• THE TASK
Give back the lines of the records exactly, starting at the first and ending at the one with "pub fn default_answer(&self)".

• DATA EXCERPTS
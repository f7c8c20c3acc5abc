//! Per-type answer values and their local validation rules.

use serde::{Deserialize, Serialize};
use thiserror::Error;

use super::types::{Question, QuestionType};

pub const RATING_MIN: u8 = 1;
pub const RATING_MAX: u8 = 5;

/// Value captured for one question. Serialized as a bare JSON scalar or array.
#[derive(Debug, Clone, PartialEq, Serialize, Deserialize)]
#[serde(untagged)]
pub enum AnswerValue {
    Rating(u8),
    Text(String),
    Selection(Vec<String>),
}

impl AnswerValue {
    pub fn text(value: impl Into<String>) -> Self {
        Self::Text(value.into())
    }
}

#[derive(Debug, Clone, PartialEq, Eq, Error)]
pub enum AnswerError {
    #[error("Це поле обов'язкове")]
    Required,
    #[error("Невідомий варіант відповіді: {0}")]
    UnknownOption(String),
    #[error("Оцінка має бути від 1 до 5")]
    RatingOutOfRange(u8),
    #[error("Неправильний формат відповіді")]
    WrongShape,
}

impl QuestionType {
    /// Initial value when a respondent opens the survey.
    pub fn default_answer(&self) -> Option<AnswerValue> {
        match self {
            QuestionType::Checkbox => Some(AnswerValue::Selection(Vec::new())),
            _ => None,
        }
    }
}

/// Empty strings and empty selections count as unanswered.
pub fn is_answered(value: Option<&AnswerValue>) -> bool {
    match value {
        None => false,
        Some(AnswerValue::Text(s)) => !s.is_empty(),
        Some(AnswerValue::Selection(items)) => !items.is_empty(),
        Some(AnswerValue::Rating(_)) => true,
    }
}

fn is_missing(question_type: QuestionType, value: Option<&AnswerValue>) -> bool {
    match (question_type, value) {
        (QuestionType::Text | QuestionType::Textarea, Some(AnswerValue::Text(s))) => {
            s.trim().is_empty()
        }
        (_, value) => !is_answered(value),
    }
}

pub fn validate_answer(question: &Question, value: Option<&AnswerValue>) -> Result<(), AnswerError> {
    if is_missing(question.question_type, value) {
        return if question.required {
            Err(AnswerError::Required)
        } else {
            Ok(())
        };
    }
    let Some(value) = value else {
        return Ok(());
    };

    match (question.question_type, value) {
        (QuestionType::Text | QuestionType::Textarea, AnswerValue::Text(_)) => Ok(()),
        (QuestionType::Radio, AnswerValue::Text(choice)) => {
            if question.options.iter().any(|o| o == choice) {
                Ok(())
            } else {
                Err(AnswerError::UnknownOption(choice.clone()))
            }
        }
        (QuestionType::Checkbox, AnswerValue::Selection(choices)) => {
            match choices.iter().find(|c| !question.options.contains(c)) {
                Some(unknown) => Err(AnswerError::UnknownOption(unknown.clone())),
                None => Ok(()),
            }
        }
        (QuestionType::Rating, AnswerValue::Rating(score)) => {
            if (RATING_MIN..=RATING_MAX).contains(score) {
                Ok(())
            } else {
                Err(AnswerError::RatingOutOfRange(*score))
            }
        }
        _ => Err(AnswerError::WrongShape),
    }
}

#[cfg(test)]
mod tests {
    use super::{is_answered, validate_answer, AnswerError, AnswerValue};
    use crate::survey::types::{Question, QuestionType};

    fn question(question_type: QuestionType, required: bool, options: &[&str]) -> Question {
        Question {
            question_text: "Q".to_string(),
            question_type,
            options: options.iter().map(|o| o.to_string()).collect(),
            required,
            order: 0,
        }
    }

    #[test]
    fn defaults_follow_question_type() {
        assert_eq!(
            QuestionType::Checkbox.default_answer(),
            Some(AnswerValue::Selection(vec![]))
        );
        assert_eq!(QuestionType::Text.default_answer(), None);
        assert_eq!(QuestionType::Rating.default_answer(), None);
    }

    #[test]
    fn empty_values_are_unanswered() {
        assert!(!is_answered(None));
        assert!(!is_answered(Some(&AnswerValue::text(""))));
        assert!(!is_answered(Some(&AnswerValue::Selection(vec![]))));
        assert!(is_answered(Some(&AnswerValue::text(" "))));
        assert!(is_answered(Some(&AnswerValue::Rating(3))));
    }

    #[test]
    fn required_text_rejects_whitespace() {
        let q = question(QuestionType::Text, true, &[]);
        assert_eq!(
            validate_answer(&q, Some(&AnswerValue::text("   "))),
            Err(AnswerError::Required)
        );
        assert_eq!(validate_answer(&q, Some(&AnswerValue::text("так"))), Ok(()));
    }

    #[test]
    fn optional_questions_accept_missing_values() {
        for t in QuestionType::ALL {
            let q = question(t, false, &["A", "B"]);
            assert_eq!(validate_answer(&q, t.default_answer().as_ref()), Ok(()));
        }
    }

    #[test]
    fn choices_must_come_from_options() {
        let radio = question(QuestionType::Radio, true, &["A", "B"]);
        assert_eq!(validate_answer(&radio, Some(&AnswerValue::text("B"))), Ok(()));
        assert_eq!(
            validate_answer(&radio, Some(&AnswerValue::text("C"))),
            Err(AnswerError::UnknownOption("C".to_string()))
        );

        let checkbox = question(QuestionType::Checkbox, true, &["A", "B"]);
        let picked = AnswerValue::Selection(vec!["B".to_string(), "A".to_string()]);
        assert_eq!(validate_answer(&checkbox, Some(&picked)), Ok(()));
        let bad = AnswerValue::Selection(vec!["A".to_string(), "Z".to_string()]);
        assert_eq!(
            validate_answer(&checkbox, Some(&bad)),
            Err(AnswerError::UnknownOption("Z".to_string()))
        );
    }

    #[test]
    fn rating_is_bounded() {
        let q = question(QuestionType::Rating, true, &[]);
        assert_eq!(validate_answer(&q, None), Err(AnswerError::Required));
        assert_eq!(validate_answer(&q, Some(&AnswerValue::Rating(5))), Ok(()));
        assert_eq!(
            validate_answer(&q, Some(&AnswerValue::Rating(0))),
            Err(AnswerError::RatingOutOfRange(0))
        );
        assert_eq!(
            validate_answer(&q, Some(&AnswerValue::text("5"))),
            Err(AnswerError::WrongShape)
        );
    }

    #[test]
    fn answers_serialize_as_bare_json() {
        let values = vec![
            AnswerValue::text("a"),
            AnswerValue::Rating(4),
            AnswerValue::Selection(vec!["X".to_string()]),
        ];
        let json = serde_json::to_string(&values).expect("serialize");
        assert_eq!(json, r#"["a",4,["X"]]"#);
        let back: Vec<AnswerValue> = serde_json::from_str(&json).expect("parse");
        assert_eq!(back, values);
    }
}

• FINISHED TASK
repository f7c8c20c3acc5abc
//! Per-type answer values and their local validation rules.

use serde::{Deserialize, Serialize};
use thiserror::Error;

use super::types::{Question, QuestionType};

pub const RATING_MIN: u8 = 1;
pub const RATING_MAX: u8 = 5;

/// Value captured for one question. Serialized as a bare JSON scalar or array.
#[derive(Debug, Clone, PartialEq, Serialize, Deserialize)]
#[serde(untagged)]
pub enum AnswerValue {
    Rating(u8),
    Text(String),
    Selection(Vec<String>),
}

impl AnswerValue {
    pub fn text(value: impl Into<String>) -> Self {
        Self::Text(value.into())
    }
}

#[derive(Debug, Clone, PartialEq, Eq, Error)]
pub enum AnswerError {
    #[error("Це поле обов'язкове")]
    Required,
    #[error("Невідомий варіант відповіді: {0}")]
    UnknownOption(String),
    #[error("Оцінка має бути від 1 до 5")]
    RatingOutOfRange(u8),
    #[error("Неправильний формат відповіді")]
    WrongShape,
}

impl QuestionType {
    /// Initial value when a respondent opens the survey.
    pub fn default_answer(&self) -> Option<AnswerValue> {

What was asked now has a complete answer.